(601f) The Behavior of Isopropanol in Nu-1000 MOF: Experiments and Molecular Dynamics Simulations

A. School of Chemical, Biological and Materials Engineering, University of Oklahoma USA

B. Department of Physics and Astronomy, The University of North Carolina, Chapel Hill, NC 27599, United States

Metal organic frameworks (MOFs) are a novel class of catalysts characterized by high porosities and high surface areas that, due to their competitive adsorption properties, present as promising instruments for the decontamination of chemical warfare agents (CWAs). Despite their auspicious characteristics, however, many MOFs contain pore apertures that are smaller than or comparable to the molecular sizes of CWAs. In order to elucidate design rules for the applicable success of these catalysts, evaluation of micropore accessibility and diffusivity of toxic chemicals in MOFs is urgently needed.
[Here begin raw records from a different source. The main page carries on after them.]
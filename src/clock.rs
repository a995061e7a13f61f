//! Sources of "now" for issuing and checking expiring URLs.
use std::sync::atomic::{AtomicI64, Ordering};
use std::sync::Arc;

use chrono::{DateTime, Duration, TimeZone, Utc};

/// Something that can tell the current time.
pub trait Clock: Send + Sync {
    fn now(&self) -> DateTime<Utc>;
}

impl<C: Clock + ?Sized> Clock for Arc<C> {
    fn now(&self) -> DateTime<Utc> {
        (**self).now()
    }
}

/// The wall clock.
#[derive(Debug, Default, Clone, Copy)]
pub struct SystemClock;

impl Clock for SystemClock {
    fn now(&self) -> DateTime<Utc> {
        Utc::now()
    }
}

/// A clock that only moves when told to, with one second resolution.
///
/// Safe to share between threads; wrap it in an `Arc` to keep a handle after
/// handing it to a signer.
#[derive(Debug)]
pub struct FixedClock {
    seconds: AtomicI64,
}

impl FixedClock {
    pub fn new(at: DateTime<Utc>) -> Self {
        FixedClock {
            seconds: AtomicI64::new(at.timestamp()),
        }
    }

    /// A clock stopped at `seconds` since the Unix epoch.
    ///
    /// Values chrono cannot represent are clamped into its range.
    pub fn from_timestamp(seconds: i64) -> Self {
        FixedClock::new(from_seconds(seconds))
    }

    pub fn set(&self, at: DateTime<Utc>) {
        self.seconds.store(at.timestamp(), Ordering::SeqCst);
    }

    /// Move the clock by `by`, which may be negative. Saturates at the ends of
    /// chrono's range.
    pub fn advance(&self, by: Duration) {
        let now = self.now();
        let next = now.checked_add_signed(by).unwrap_or(if by < Duration::zero() {
            DateTime::<Utc>::MIN_UTC
        } else {
            DateTime::<Utc>::MAX_UTC
        });
        self.set(next);
    }
}

impl Clock for FixedClock {
    fn now(&self) -> DateTime<Utc> {
        from_seconds(self.seconds.load(Ordering::SeqCst))
    }
}

fn from_seconds(seconds: i64) -> DateTime<Utc> {
    match Utc.timestamp_opt(seconds, 0).single() {
        Some(at) => at,
        None if seconds < 0 => DateTime::<Utc>::MIN_UTC,
        None => DateTime::<Utc>::MAX_UTC,
    }
}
In this work, we use isopropanol (IPA) as a simulant and perform molecular dynamics simulations and ab initio density functional theory (DFT) calculations to understand the behavior of IPA in NU-1000. Both pure IPA and IPA/Water mixtures have been investigated. Properties including adsorption, diffusion and competitive interactions between IPA, Water and NU-1000 have been obtained computationally. The simulations results have been compared with in situ nuclear magnetic resonance (NMR) experimental results to reveal the fundamental roles of pore chemistry and pore geometry.